→ **Exercise goal**
Starting at the line that contains "fn backoff_delay(&self, attempt: u32)", set down each line exactly until the records end, keeping both ends and adding nothing.
### The records ###
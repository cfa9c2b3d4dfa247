use rand::Rng;
use std::future::Future;
use std::sync::atomic::{AtomicU32, Ordering};
use std::time::{Duration, Instant};
use tokio::sync::RwLock;
use tracing::{error, info, warn};

use reserva_core::{EngineError, EngineResult};

#[derive(Debug, Clone, Copy, PartialEq, Eq)]
pub enum CircuitState {
    Closed,
    Open,
    HalfOpen,
}

/// Trips open after a run of failures and fails fast until the reset
/// timeout has elapsed, then lets a single probe through.
pub struct CircuitBreaker {
    name: String,
    failure_threshold: u32,
    reset_timeout: Duration,
    state: RwLock<CircuitState>,
    consecutive_failures: AtomicU32,
    opened_at: RwLock<Option<Instant>>,
}

impl CircuitBreaker {
    pub fn new(name: &str, failure_threshold: u32, reset_timeout: Duration) -> Self {
        Self {
            name: name.to_string(),
            failure_threshold,
            reset_timeout,
            state: RwLock::new(CircuitState::Closed),
            consecutive_failures: AtomicU32::new(0),
            opened_at: RwLock::new(None),
        }
    }

    pub async fn state(&self) -> CircuitState {
        *self.state.read().await
    }

    /// Whether a call may proceed right now.
    pub async fn allow(&self) -> bool {
        let current = *self.state.read().await;
        match current {
            CircuitState::Closed | CircuitState::HalfOpen => true,
            CircuitState::Open => {
                let opened_at = *self.opened_at.read().await;
                let cooled_down = opened_at
                    .map(|at| at.elapsed() >= self.reset_timeout)
                    .unwrap_or(true);
                if cooled_down {
                    *self.state.write().await = CircuitState::HalfOpen;
                    info!(circuit = %self.name, "circuit moving to half-open");
                    true
                } else {
                    false
                }
            }
        }
    }

    pub async fn record_success(&self) {
        let mut state = self.state.write().await;
        if *state == CircuitState::HalfOpen {
            info!(circuit = %self.name, "circuit recovered, closing");
        }
        *state = CircuitState::Closed;
        self.consecutive_failures.store(0, Ordering::SeqCst);
        *self.opened_at.write().await = None;
    }

    pub async fn record_failure(&self) {
        let failures = self.consecutive_failures.fetch_add(1, Ordering::SeqCst) + 1;
        let mut state = self.state.write().await;
        if *state == CircuitState::HalfOpen || failures >= self.failure_threshold {
            *state = CircuitState::Open;
            *self.opened_at.write().await = Some(Instant::now());
            error!(circuit = %self.name, failures, "circuit tripped open");
        }
    }
}

/// Bounded retry with exponential backoff, jitter and a per-attempt
/// timeout. Only transport-level (retryable) failures are re-attempted;
/// explicit declines pass straight through.
#[derive(Debug, Clone)]
pub struct RetryPolicy {
    pub max_attempts: u32,
    pub base_delay: Duration,
    pub max_delay: Duration,
    pub call_timeout: Duration,
}

impl Default for RetryPolicy {
    fn default() -> Self {
        Self {
            max_attempts: 3,
            base_delay: Duration::from_millis(200),
            max_delay: Duration::from_secs(5),
            call_timeout: Duration::from_secs(10),
        }
    }
}

impl RetryPolicy {
    pub async fn execute<T, F, Fut>(
        &self,
        circuit: &CircuitBreaker,
        operation: F,
    ) -> EngineResult<T>
    where
        F: Fn() -> Fut,
        Fut: Future<Output = EngineResult<T>>,
    {
        if !circuit.allow().await {
            return Err(EngineError::Payment {
                message: "payment provider temporarily unavailable (circuit open)".to_string(),
                retryable: true,
            });
        }

        let mut last_error = None;
        for attempt in 0..self.max_attempts {
            if attempt > 0 {
                tokio::time::sleep(self.backoff_delay(attempt)).await;
                if !circuit.allow().await {
                    break;
                }
            }

            match tokio::time::timeout(self.call_timeout, operation()).await {
                Ok(Ok(value)) => {
                    circuit.record_success().await;
                    return Ok(value);
                }
                Ok(Err(err)) if err.is_retryable() => {
                    circuit.record_failure().await;
                    warn!(attempt, error = %err, "retryable gateway failure");
                    last_error = Some(err);
                }
                Ok(Err(err)) => {
                    // Explicit declines are not an infrastructure signal.
                    return Err(err);
                }
                Err(_elapsed) => {
                    circuit.record_failure().await;
                    warn!(attempt, "gateway call timed out");
                    last_error = Some(EngineError::Payment {
                        message: format!("gateway call timed out after {:?}", self.call_timeout),
                        retryable: true,
                    });
                }
            }
        }

        Err(last_error.unwrap_or_else(|| EngineError::Payment {
            message: "payment attempts exhausted".to_string(),
            retryable: true,
        }))
    }

    fn backoff_delay(&self, attempt: u32) -> Duration {
        let exp = self.base_delay.saturating_mul(1 << attempt.min(16));
        let capped = exp.min(self.max_delay);
        let jitter_ceiling = (capped.as_millis() as u64 / 2).max(1);
        let jitter = rand::thread_rng().gen_range(0..jitter_ceiling);
        capped + Duration::from_millis(jitter)
    }
}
###
→ **Answer to the problem**
    fn backoff_delay(&self, attempt: u32) -> Duration {
        let exp = self.base_delay.saturating_mul(1 << attempt.min(16));
        let capped = exp.min(self.max_delay);
        let jitter_ceiling = (capped.as_millis() as u64 / 2).max(1);
        let jitter = rand::thread_rng().gen_range(0..jitter_ceiling);
        capped + Duration::from_millis(jitter)
    }
}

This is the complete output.